Chrysalis went on a camping trip to the ocean. I had a wonderful time with 10 students crawling through the beach dunes towards the beach. We followed beetle tracks. We found worm tracks and followed them until we found the worms beneath the sand. We blew sand, seeing how it moved differently in the open than in the buffering dune grasses. We read the stories of what ripples reveal about the wind and how depressions "trap" wind-blown organic debris. A phrase we teachers have often used rose to center stage and took on great power: "The world is full of stories and we can learn to read those stories."
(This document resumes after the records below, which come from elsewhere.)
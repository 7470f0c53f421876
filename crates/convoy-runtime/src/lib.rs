//! Runner layer for Convoy.
//!
//! One [`ConversationRunner`] drives one conversation's agent turns on a
//! background task; the [`RunnerRegistry`] owns every runner and tracks
//! which one is foregrounded. The agent's own reasoning lives behind the
//! [`AgentBackend`] seam — this crate only manages execution: input
//! queueing, cooperative pause, FIFO confirmation resolution, and event
//! emission back into the router.

pub mod backend;
pub mod factory;
pub mod mock;
pub mod registry;
pub mod runner;

pub use backend::{AgentBackend, TurnOutcome};
pub use factory::RunnerFactory;
pub use registry::RunnerRegistry;
pub use runner::{ConversationRunner, RunnerSnapshot, TurnHandle};
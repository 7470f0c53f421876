//! Pending-action types for the confirmation flow.

use serde::{Deserialize, Serialize};

/// Operator-facing risk classification of an agent-proposed action.
#[derive(Debug, Clone, Copy, PartialEq, Eq, Serialize, Deserialize)]
#[serde(rename_all = "snake_case")]
pub enum RiskLevel {
    Low,
    Medium,
    High,
}

/// One agent-proposed action awaiting a confirm/reject decision.
///
/// Pending actions are resolved in FIFO order relative to the conversation
/// that produced them; the agent cannot safely proceed past an unresolved
/// action. Resolution is idempotent: a second decision on an already
/// resolved action is rejected.
#[derive(Debug, Clone, PartialEq, Serialize, Deserialize)]
pub struct PendingAction {
    /// Unique action identifier.
    pub id: String,
    /// Human-readable description of what the agent wants to do.
    pub description: String,
    pub risk: RiskLevel,
    /// The conversation that surfaced this action.
    pub conversation_id: String,
}

impl PendingAction {
    /// Creates a pending action with a freshly generated identifier.
    pub fn new(
        conversation_id: impl Into<String>,
        description: impl Into<String>,
        risk: RiskLevel,
    ) -> Self {
        Self {
            id: uuid::Uuid::new_v4().to_string(),
            description: description.into(),
            risk,
            conversation_id: conversation_id.into(),
        }
    }
}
As I worked with this theme, and as the kids excitedly explored the dunes, my spirit was shouting "Yes. This is how to teach science. Science is humans learning to read the stories that fill the world." This gives a more personal touch to the history of science. Part of the "scientific revolution" is that everything in the universe is possibly a story that we can learn to read for ourselves. By learning to read for ourselves, we might read stories quite different from those some authority might have thought the world was proclaiming.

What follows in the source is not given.